Another thing to think about is tank positioning, if you are keeping it in a bedroom then keep it away from direct sunlight and going with the floor joices for support on the weight if it is a large tank you are going for.

Fluvel are really good for filters. But i think the best thing you can do is go have a look at local pet shops and see which have the best prices.

Im no expert by far and still learning myself.


----------



## Little-moomin (Sep 28, 2008)

Thank you 

We would not be going into keep fish in the long run, I mean we wont be doing it professionally etc, I see a lot of people on here breed fish and have expensive tropical fish etc, we would just be getting 2 or 3 small, basic fish as pets.
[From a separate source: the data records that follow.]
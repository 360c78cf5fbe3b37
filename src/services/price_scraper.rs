use async_trait::async_trait;
use reqwest::Client;
use scraper::{Html, Selector};
use tracing::{info, warn};

use crate::dto::price_dto::{PriceChangeRow, PriceDirection, PriceReport};
use crate::error::{BotError, BotResult};

pub const RISING_THRESHOLD: f64 = 90.0;
pub const FALLING_THRESHOLD: f64 = 80.0;

// Positional column contract of the prediction table.
const NAME_COLUMN: usize = 1;
const DIRECTION_COLUMN: usize = 4;
const PERCENT_COLUMN: usize = 6;

#[async_trait]
pub trait PricePageSource: Send + Sync {
    async fn fetch_page(&self) -> BotResult<String>;
}

pub struct HttpPricePage {
    client: Client,
    url: String,
}

impl HttpPricePage {
    pub fn new(client: Client, url: String) -> Self {
        Self { client, url }
    }
}

#[async_trait]
impl PricePageSource for HttpPricePage {
    async fn fetch_page(&self) -> BotResult<String> {
        info!("Fetching price predictions from {}", self.url);
        let body = self
            .client
            .get(&self.url)
            .send()
            .await?
            .error_for_status()?
            .text()
            .await?;
        Ok(body)
    }
}

pub async fn scrape(source: &dyn PricePageSource) -> BotResult<PriceReport> {
    let html = source.fetch_page().await?;
    parse_report(&html)
}

/// Rows that do not meet a threshold, or whose percentage is not a finite number,
/// are dropped without error.
pub fn parse_report(html: &str) -> BotResult<PriceReport> {
    let row_selector = Selector::parse("table tr").map_err(|e| BotError::Scrape(e.to_string()))?;
    let cell_selector = Selector::parse("td").map_err(|e| BotError::Scrape(e.to_string()))?;

    let document = Html::parse_document(html);
    let mut report = PriceReport::default();
    let mut seen_rows = 0usize;

    for row in document.select(&row_selector) {
        let cells: Vec<String> = row
            .select(&cell_selector)
            .map(|cell| cell.text().collect::<String>().trim().to_string())
            .collect();

        if cells.len() <= PERCENT_COLUMN {
            continue;
        }
        seen_rows += 1;

        let Some(parsed) = classify(&cells[NAME_COLUMN], &cells[DIRECTION_COLUMN], &cells[PERCENT_COLUMN]) else {
            continue;
        };

        match parsed.direction {
            PriceDirection::Rising => report.rising.push(parsed),
            PriceDirection::Falling => report.falling.push(parsed),
        }
    }

    if seen_rows == 0 {
        warn!("Price page contained no data rows; the table layout may have changed.");
    }

    Ok(report)
}

pub fn classify(name: &str, direction: &str, percentage: &str) -> Option<PriceChangeRow> {
    let percentage = parse_percentage(percentage)?;
    let direction = direction.to_lowercase();

    let direction = if direction.contains("up") && percentage >= RISING_THRESHOLD {
        PriceDirection::Rising
    } else if direction.contains("down") && percentage >= FALLING_THRESHOLD {
        PriceDirection::Falling
    } else {
        return None;
    };

    Some(PriceChangeRow {
        name: name.to_string(),
        direction,
        percentage,
    })
}

fn parse_percentage(raw: &str) -> Option<f64> {
    raw.trim()
        .trim_end_matches('%')
        .trim()
        .parse::<f64>()
        .ok()
        .filter(|pct| pct.is_finite())
}
use tracing::info;

use crate::dto::roster_dto::MIN_ROSTER_SIZE;
use crate::error::BotResult;
use crate::services::{formatter, roster_evaluator::resolve_all, transfer_suggester};
use crate::state::AppState;

/**
 * /transfer: drop and acquire suggestions for the stored roster.
 */
pub async fn suggest_transfers(state: &AppState, chat_id: i64) -> BotResult<()> {
    let texts = state.sessions.language(chat_id).await.texts();

    let roster = match state.sessions.roster(chat_id).await {
        Some(roster) if roster.len() >= MIN_ROSTER_SIZE => roster,
        _ => return state.messenger.send_text(chat_id, texts.too_short).await,
    };

    info!("Building transfer suggestions for {}.", chat_id);
    let snapshot = state.players.refresh().await?;
    let picks = resolve_all(state.matcher.as_ref(), &roster, &snapshot.players);
    let suggestions = transfer_suggester::suggest(&picks, &snapshot.players);

    state
        .messenger
        .send_text(chat_id, &formatter::transfer_suggestions(&suggestions, texts))
        .await
}
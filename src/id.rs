//! Hash-based block ids
//!
//! See the documentation of [Id] for details.

use std::convert::TryInto;
use std::fmt;
use std::str::FromStr;

use base58check::{FromBase58Check, ToBase58Check};
use blake2::digest::{Update, VariableOutput};
use blake2::Blake2bVar;

/// Hash-based block id
///
/// The `Id` wraps a 32-byte blake2b hash and is the concrete block hash the conflict
/// [DAG][crate::graph::DAG] is driven with. It is displayed using the Base58check format.
#[derive(Hash, Eq, PartialEq, Ord, PartialOrd, Copy, Clone, Serialize, Deserialize, Default)]
pub struct Id([u8; 32]);

impl fmt::Debug for Id {
    fn fmt(&self, f: &mut fmt::Formatter) -> fmt::Result {
        write!(f, "{}", self.0.to_base58check(0))
    }
}

impl fmt::Display for Id {
    fn fmt(&self, f: &mut fmt::Formatter) -> fmt::Result {
        write!(f, "{}", self.0.to_base58check(0))
    }
}

impl FromStr for Id {
    type Err = crate::Error;

    /// Converts a base58check encoded string to the bytes of an `Id`
    fn from_str(id_str: &str) -> Result<Self, crate::Error> {
        let (vsn, bytes) =
            id_str.from_base58check().map_err(|_| crate::Error::TryFromStringError)?;
        if vsn != 0 {
            return Err(crate::Error::TryFromStringError);
        }
        let bytes: [u8; 32] =
            bytes.as_slice().try_into().map_err(|_| crate::Error::TryFromStringError)?;
        Ok(Id(bytes))
    }
}

impl Id {
    /// Creates an id by hashing the block contents
    pub fn new(bytes: &[u8]) -> Id {
        Id(hash(bytes))
    }

    /// All-zeroes `Id` (for testing)
    pub fn zero() -> Id {
        Id([0u8; 32])
    }

    /// Returns the wrapped byte array containing the hash
    pub fn bytes(&self) -> [u8; 32] {
        self.0
    }

    /// Derives the id of a child block, the `nonce` distinguishes siblings.
    pub fn child(&self, nonce: u64) -> Id {
        let mut bytes: Vec<u8> = nonce.to_be_bytes().to_vec();
        bytes.extend_from_slice(&self.0);
        Id(hash(&bytes))
    }
}

fn hash(input: &[u8]) -> [u8; 32] {
    let mut buf = [0u8; 32];
    // A 32 byte output is always a valid size for blake2b.
    if let Ok(mut hasher) = Blake2bVar::new(32) {
        hasher.update(input);
        let _ = hasher.finalize_variable(&mut buf);
    }
    buf
}
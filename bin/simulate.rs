use tracing::info;

use clap::{value_t, App, Arg};

use zfx_snowdag::settings::Settings;
use zfx_snowdag::simulation;
use zfx_snowdag::Result;

fn main() -> Result<()> {
    let matches = App::new("zfx-snowdag")
        .version("0.1")
        .author("zero.fx labs ltd.")
        .about("Simulates Snowball rounds over a conflict DAG")
        .arg(
            Arg::with_name("config")
                .short("c")
                .long("config")
                .value_name("CONFIG")
                .takes_value(true),
        )
        .arg(Arg::with_name("seed").short("s").long("seed").value_name("SEED").takes_value(true))
        .arg(
            Arg::with_name("rounds")
                .short("r")
                .long("rounds")
                .value_name("ROUNDS")
                .takes_value(true),
        )
        .arg(
            Arg::with_name("mode")
                .short("m")
                .long("mode")
                .value_name("MODE")
                .possible_values(&["dag", "snowball", "both"])
                .default_value("both"),
        )
        .arg(Arg::with_name("verbose").short("v").long("verbose"))
        .get_matches();

    let level =
        if matches.is_present("verbose") { tracing::Level::DEBUG } else { tracing::Level::INFO };
    tracing_subscriber::fmt()
        .with_level(false)
        .with_target(false)
        .without_time()
        .compact()
        .with_max_level(level)
        .init();

    let mut settings = Settings::new(matches.value_of("config"))?;
    if matches.is_present("seed") {
        settings.seed = value_t!(matches.value_of("seed"), u64).unwrap_or_else(|e| e.exit());
    }
    if matches.is_present("rounds") {
        settings.max_rounds =
            value_t!(matches.value_of("rounds"), usize).unwrap_or_else(|e| e.exit());
    }
    info!("settings => {:?}", settings);

    let mode = matches.value_of("mode").unwrap_or("both");
    if mode == "dag" || mode == "both" {
        let report = simulation::run_dag(&settings)?;
        info!("dag => {:?}", report);
    }
    if mode == "snowball" || mode == "both" {
        let report = simulation::run_snowball(&settings)?;
        info!("snowball => {:?}", report);
    }
    Ok(())
}
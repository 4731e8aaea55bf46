//! FIFO scratch space for the breadth-first traversals of the [DAG][super::DAG].
use std::collections::VecDeque;

/// A first-in first-out queue.
///
/// The queue does not deduplicate, callers keep their own visited set.
#[derive(Debug, Clone)]
pub struct WorkQueue<T> {
    inner: VecDeque<T>,
}

impl<T> Default for WorkQueue<T> {
    fn default() -> Self {
        WorkQueue::new()
    }
}

impl<T> WorkQueue<T> {
    pub fn new() -> Self {
        WorkQueue { inner: VecDeque::new() }
    }

    /// Appends an element to the tail of the queue.
    pub fn push(&mut self, elt: T) {
        self.inner.push_back(elt);
    }

    /// Removes and returns the element at the head of the queue, or `None` if the queue
    /// is empty.
    pub fn pop_front(&mut self) -> Option<T> {
        self.inner.pop_front()
    }

    /// The element which `pop_front` would return next.
    pub fn front(&self) -> Option<&T> {
        self.inner.front()
    }

    /// The most recently pushed element.
    pub fn back(&self) -> Option<&T> {
        self.inner.back()
    }

    pub fn len(&self) -> usize {
        self.inner.len()
    }

    pub fn is_empty(&self) -> bool {
        self.inner.is_empty()
    }
}
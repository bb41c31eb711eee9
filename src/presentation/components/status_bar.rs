//! Status bar component
//!
//! Displays the latest status message, a clock and session counters.

use chrono::Local;
use ratatui::{prelude::*, widgets::*};
use unicode_width::UnicodeWidthStr;

use crate::{core::state::AppState, presentation::components::ViewContext};

#[derive(Debug, Clone, Default)]
pub struct StatusBarComponent;

impl StatusBarComponent {
    pub fn new() -> Self {
        Self
    }

    pub fn view(&self, state: &AppState, ctx: &ViewContext, frame: &mut Frame, area: Rect) {
        let right = format!(
            "{} particles · {} ",
            state.overlay.count(),
            Local::now().format("%H:%M")
        );
        let [left_area, right_area] = Layout::horizontal([
            Constraint::Min(0),
            Constraint::Length(right.width() as u16),
        ])
        .areas(area);

        frame.render_widget(Clear, area);
        let message = self.message(state);
        frame.render_widget(
            Paragraph::new(Line::styled(format!(" {message}"), ctx.palette.text)),
            left_area,
        );
        frame.render_widget(
            Paragraph::new(Line::styled(right, ctx.palette.muted)).right_aligned(),
            right_area,
        );
    }

    /// The status message, or a key hint when there is none
    pub fn message(&self, state: &AppState) -> String {
        state
            .system
            .status_message
            .clone()
            .unwrap_or_else(|| String::from("space start/pause · t switch room · tab panels · q quit"))
    }
}

#[cfg(test)]
mod tests {
    use super::*;
    use crate::{core::msg::system::SystemMsg, infrastructure::config::Config};
    use pretty_assertions::assert_eq;
    use rand::{rngs::StdRng, SeedableRng};

    #[test]
    fn test_message_falls_back_to_hint() {
        let mut state = AppState::new_with_rng(Config::default(), StdRng::seed_from_u64(0));
        let bar = StatusBarComponent::new();
        assert!(bar.message(&state).contains("q quit"));

        state
            .system
            .update(SystemMsg::UpdateStatusMessage("Break is over".to_string()));
        assert_eq!(bar.message(&state), "Break is over");
    }
}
Tank wise, we can't afford or have room for a large one, saying that, we would not want to deny the fish of the space they need and deserve, so obviously we would look in to what they require etc


----------



## Little-moomin (Sep 28, 2008)

I don't think we would be looking for a tank that needs joists, we were considering a tank around 80-85cm long, 25cm wide and 25cm high.

Or something like that, for say around 3 fish? (around the size of guppys)

Does that sound ok, or not?


----------



## *Ragdoll* (Jan 21, 2009)

Yer that is what i meant about the joists just didnt come out right 
Well its on ltrs, i have two orandas and one small fish in a 30 ltr and they live very happily together.


----------



## catz4m8z (Aug 27, 2008)

Ive just got the one 60l tank that is more 'just a pet' then a serious hobby type thing. You def need a filter and you get more options with a heater. Also its nice to have some live planting, I have some bogwood with Java moss and Java fern that has grown really well.(amazingly so coz I tend to kill any houseplants I have!!).
All I have to do is change about 20% of the water a week and give the sides a wipe down with a sponge. Then every 3 or 4 weeks I clean out the filter sponge. 
I would say to give tank placement some thought too. Make sure its going to be easy to do water changes and not require lugging big buckets around coz that gets old very quickly.. (mine is next to the kitchen sink!!)


----------